Reputation: 1729
Creating a basic ngram implementation in Python as a personal challenge. Started with unigrams and worked up to trigrams:
def unigrams(text):
uni = []
for token in text:
uni.append([token])
return uni
def bigrams(text):
bi = []
token_address = 0
for token in text[:len(text) - 1]:
bi.append([token, text[token_address + 1]])
token_address += 1
return bi
def trigrams(text):
tri = []
token_address = 0
for token in text[:len(text) - 2]:
tri.append([token, text[token_address + 1], text[token_address + 2]])
token_address += 1
return tri
Now the fun part, generalize to n-grams. The main problem with generalizing the approach I have here is creating the list of length n that goes into the append method.

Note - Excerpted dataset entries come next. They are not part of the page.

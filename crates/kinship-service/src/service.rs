//! Relationship state transitions and read-side queries

use crate::error::{Result, ServiceError, StateError};
use crate::notify::TracingNotifier;
use crate::validator::Validator;
use crate::ServiceConfig;
use kinship_domain::traits::{
    ActivityPublisher, DeleteGuard, NotificationDispatcher, RelationshipFilter,
    RelationshipStore, RelationshipTypeCatalog, UserDirectory, WriteOutcome,
};
use kinship_domain::{
    Activity, ActivityKind, NewRelationship, Notification, NotificationKind, PartyRole,
    Relationship, RelationshipId, RelationshipType, RelationshipView, User, UserId,
};
use std::fmt;
use tracing::{debug, info, warn};

/// Both users and the type of a relationship, resolved for addressing
struct Parties {
    requester: User,
    target: User,
    relationship_type: RelationshipType,
}

/// Owns the relationship lifecycle
///
/// Each transition writes through the store in a single transaction, then
/// dispatches its notifications. Dispatch is best-effort: a failing
/// dispatcher is logged and the transition still succeeds.
///
/// # Examples
///
/// ```
/// use kinship_domain::NewRelationship;
/// use kinship_service::{RecordingNotifier, RelationshipService, ServiceConfig};
/// use kinship_store::SqliteStore;
///
/// let mut store = SqliteStore::open_in_memory().unwrap();
/// let alice = store.add_user("alice").unwrap();
/// let bob = store.add_user("bob").unwrap();
/// let friend = store.add_relationship_type("friend").unwrap();
///
/// let events = RecordingNotifier::new();
/// let mut service =
///     RelationshipService::new(store, events.clone(), events.clone(), ServiceConfig::default());
///
/// let rel = service.create(NewRelationship::new(alice.id, bob.id, friend.id)).unwrap();
/// service.approve(rel.id).unwrap();
///
/// assert_eq!(service.list_approved_for_user(bob.id).unwrap().len(), 1);
/// assert_eq!(events.notifications().len(), 2);
/// assert_eq!(events.activities().len(), 1);
/// ```
pub struct RelationshipService<S, N = TracingNotifier, A = TracingNotifier> {
    store: S,
    notifier: N,
    activities: A,
    validator: Validator,
}

impl<S> RelationshipService<S, TracingNotifier, TracingNotifier> {
    /// Create a service that logs events instead of delivering them
    pub fn with_tracing(store: S, config: ServiceConfig) -> Self {
        Self::new(store, TracingNotifier, TracingNotifier, config)
    }
}

impl<S, N, A> RelationshipService<S, N, A> {
    /// Create a new service
    pub fn new(store: S, notifier: N, activities: A, config: ServiceConfig) -> Self {
        Self {
            store,
            notifier,
            activities,
            validator: Validator::new(config),
        }
    }

    /// Active configuration
    pub fn config(&self) -> &ServiceConfig {
        self.validator.config()
    }

    /// Borrow the underlying store
    pub fn store(&self) -> &S {
        &self.store
    }

    /// Mutably borrow the underlying store (administrative access)
    pub fn store_mut(&mut self) -> &mut S {
        &mut self.store
    }

    /// Borrow the notification dispatcher
    pub fn notifier(&self) -> &N {
        &self.notifier
    }
}

impl<S, N, A> RelationshipService<S, N, A>
where
    S: RelationshipStore + UserDirectory + RelationshipTypeCatalog,
    <S as RelationshipStore>::Error: fmt::Display,
    <S as UserDirectory>::Error: fmt::Display,
    <S as RelationshipTypeCatalog>::Error: fmt::Display,
    N: NotificationDispatcher,
    A: ActivityPublisher,
{
    /// Propose a relationship
    ///
    /// Validates every reference, persists a pending row and notifies the
    /// target. On a validation failure nothing is written or sent.
    pub fn create(&mut self, new: NewRelationship) -> Result<Relationship> {
        debug!(?new, "proposing relationship");

        let proposal = self.validator.validate(&new, &self.store)?;
        let rel = self
            .store
            .insert_relationship(
                proposal.requester.id,
                proposal.target.id,
                proposal.relationship_type.id,
            )
            .map_err(ServiceError::store)?;

        info!(
            relationship_id = %rel.id,
            requester = %rel.requester_id,
            target = %rel.target_id,
            relationship_type = %proposal.relationship_type.name,
            "relationship proposed"
        );

        self.dispatch(Notification::new(
            NotificationKind::Proposed,
            proposal.requester,
            proposal.target,
            rel.clone(),
            proposal.relationship_type,
        ));

        Ok(rel)
    }

    /// Accept a pending relationship
    ///
    /// The update only applies while the row is still pending, so the
    /// approval notification and the activity fire exactly once.
    pub fn approve(&mut self, id: RelationshipId) -> Result<Relationship> {
        debug!(relationship_id = %id, "approving relationship");

        let rel = match self.store.mark_approved(id).map_err(ServiceError::store)? {
            WriteOutcome::Applied(rel) => rel,
            WriteOutcome::Conflict(_) => return Err(StateError::AlreadyApproved(id).into()),
            WriteOutcome::Missing => return Err(ServiceError::NotFound(id)),
        };

        info!(relationship_id = %id, "relationship approved");

        if let Some(parties) = self.resolve_parties(&rel) {
            self.dispatch(Notification::new(
                NotificationKind::Approved,
                parties.target,
                parties.requester.clone(),
                rel.clone(),
                parties.relationship_type,
            ));
            self.publish(Activity::new(
                ActivityKind::RelationshipCreated,
                parties.requester.clone(),
                parties.requester,
                rel.clone(),
            ));
        }

        Ok(rel)
    }

    /// Turn down a pending relationship
    ///
    /// Deletes the row and notifies the requester. Returns the deleted record.
    pub fn deny(&mut self, id: RelationshipId) -> Result<Relationship> {
        debug!(relationship_id = %id, "denying relationship");

        let rel = match self
            .store
            .delete_relationship(id, DeleteGuard::PendingOnly)
            .map_err(ServiceError::store)?
        {
            WriteOutcome::Applied(rel) => rel,
            WriteOutcome::Conflict(_) => return Err(StateError::NotPending(id).into()),
            WriteOutcome::Missing => return Err(ServiceError::NotFound(id)),
        };

        info!(relationship_id = %id, "relationship denied");

        if let Some(parties) = self.resolve_parties(&rel) {
            self.dispatch(Notification::new(
                NotificationKind::Denied,
                parties.target,
                parties.requester,
                rel.clone(),
                parties.relationship_type,
            ));
        }

        Ok(rel)
    }

    /// The target ends the relationship; the requester is notified
    pub fn remove_by_target(&mut self, id: RelationshipId) -> Result<Relationship> {
        self.remove(id, PartyRole::Target)
    }

    /// The requester ends the relationship; the target is notified
    pub fn remove_by_requester(&mut self, id: RelationshipId) -> Result<Relationship> {
        self.remove(id, PartyRole::Requester)
    }

    fn remove(&mut self, id: RelationshipId, initiator: PartyRole) -> Result<Relationship> {
        debug!(relationship_id = %id, ?initiator, "removing relationship");

        let rel = match self
            .store
            .delete_relationship(id, DeleteGuard::Any)
            .map_err(ServiceError::store)?
        {
            WriteOutcome::Applied(rel) => rel,
            // An unguarded delete never conflicts; treat a concurrent change as gone
            WriteOutcome::Conflict(_) | WriteOutcome::Missing => {
                return Err(ServiceError::NotFound(id))
            }
        };

        info!(relationship_id = %id, ?initiator, "relationship removed");

        if let Some(parties) = self.resolve_parties(&rel) {
            let (from, to) = match initiator {
                PartyRole::Target => (parties.target, parties.requester),
                PartyRole::Requester => (parties.requester, parties.target),
            };
            self.dispatch(Notification::new(
                NotificationKind::Removed,
                from,
                to,
                rel.clone(),
                parties.relationship_type,
            ));
        }

        Ok(rel)
    }

    /// Approve on behalf of `actor`, who must be the target
    pub fn approve_as(&mut self, actor: UserId, id: RelationshipId) -> Result<Relationship> {
        let rel = self.get(id)?;
        if rel.target_id != actor {
            return Err(ServiceError::Forbidden { actor, id });
        }
        self.approve(id)
    }

    /// Deny on behalf of `actor`, who must be the target
    pub fn deny_as(&mut self, actor: UserId, id: RelationshipId) -> Result<Relationship> {
        let rel = self.get(id)?;
        if rel.target_id != actor {
            return Err(ServiceError::Forbidden { actor, id });
        }
        self.deny(id)
    }

    /// Remove on behalf of `actor`, who must be one of the parties
    ///
    /// The notification goes to the other party.
    pub fn remove_as(&mut self, actor: UserId, id: RelationshipId) -> Result<Relationship> {
        let rel = self.get(id)?;
        match rel.party_role(actor) {
            Some(role) => self.remove(id, role),
            None => Err(ServiceError::Forbidden { actor, id }),
        }
    }

    /// Get a relationship by id
    pub fn get(&self, id: RelationshipId) -> Result<Relationship> {
        self.store
            .get_relationship(id)
            .map_err(ServiceError::store)?
            .ok_or(ServiceError::NotFound(id))
    }

    /// Approved relationships where `user` is requester or target, by id
    pub fn list_approved_for_user(&self, user: UserId) -> Result<Vec<RelationshipView>> {
        self.list_for_user(user, &RelationshipFilter::approved())
    }

    /// Pending relationships where `user` is requester or target, by id
    pub fn list_pending_for_user(&self, user: UserId) -> Result<Vec<RelationshipView>> {
        self.list_for_user(user, &RelationshipFilter::pending())
    }

    /// Pending relationships waiting on `user`'s answer, by id
    pub fn list_incoming_pending(&self, user: UserId) -> Result<Vec<RelationshipView>> {
        self.list_for_user(user, &RelationshipFilter::incoming_pending())
    }

    /// Relationships involving `user` that match `filter`, by id
    pub fn list_for_user(
        &self,
        user: UserId,
        filter: &RelationshipFilter,
    ) -> Result<Vec<RelationshipView>> {
        self.store
            .list_for_user(user, filter)
            .map_err(ServiceError::store)
    }

    /// All relationship types, by id
    pub fn relationship_types(&self) -> Result<Vec<RelationshipType>> {
        self.store
            .list_relationship_types()
            .map_err(ServiceError::store)
    }

    /// Resolve addressing for a relationship whose write already committed
    ///
    /// A failure here must not fail the transition, so it is logged and the
    /// notifications are skipped.
    fn resolve_parties(&self, rel: &Relationship) -> Option<Parties> {
        let lookup = || -> Result<Parties> {
            let requester = self.lookup_user(rel.requester_id)?;
            let target = self.lookup_user(rel.target_id)?;
            let relationship_type = self
                .store
                .get_relationship_type(rel.relationship_type_id)
                .map_err(ServiceError::store)?
                .ok_or_else(|| {
                    ServiceError::Store(format!(
                        "relationship type {} missing",
                        rel.relationship_type_id
                    ))
                })?;
            Ok(Parties {
                requester,
                target,
                relationship_type,
            })
        };

        match lookup() {
            Ok(parties) => Some(parties),
            Err(e) => {
                warn!(relationship_id = %rel.id, error = %e, "cannot address notifications");
                None
            }
        }
    }

    fn lookup_user(&self, id: UserId) -> Result<User> {
        self.store
            .find_user(id)
            .map_err(ServiceError::store)?
            .ok_or_else(|| ServiceError::Store(format!("user {} missing", id)))
    }

    fn dispatch(&self, notification: Notification) {
        if let Err(e) = self.notifier.send(&notification) {
            warn!(
                event_id = %notification.id,
                kind = notification.kind.as_str(),
                relationship_id = %notification.subject.id,
                error = %e,
                "notification dispatch failed"
            );
        }
    }

    fn publish(&self, activity: Activity) {
        if let Err(e) = self.activities.publish(&activity) {
            warn!(
                event_id = %activity.id,
                kind = activity.kind.as_str(),
                relationship_id = %activity.subject.id,
                error = %e,
                "activity publish failed"
            );
        }
    }
}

I thought initially that lambdas might be a way to do it, but I can't figure out how.
Also, other implementations I'm looking at are taking an entirely different tack (no surprise), e.g. here and here, so I'm starting to wonder if I'm at a dead end.
Before I give up on this approach, I'm curious: 1) is there a one line or pythonic method of creating an arbitrary list size in this manner? 2) what are the downsides of approaching the problem this way?
Upvotes: 0
Views: 6450
Reputation: 306
Try this.
def get_ngrams(wordlist,n):
ngrams = []
for i in range(len(wordlist)-(n-1)):
ngrams.append(wordlist[i:i+n])
return ngrams
Upvotes: 0
Reputation: 1458
The following function should work for a general n-gram model.
def ngram(text,grams):
model=[]
# model will contain n-gram strings
count=0
for token in text[:len(text)-grams+1]:
model.append(text[count:count+grams])
count=count+1
return model
Upvotes: 3
Reputation: 563
As a convenient one-liner:
def retrieve_ngrams(txt, n):
return [txt[i:i+n] for i in range(len(txt)-(n-1))]
Upvotes: 1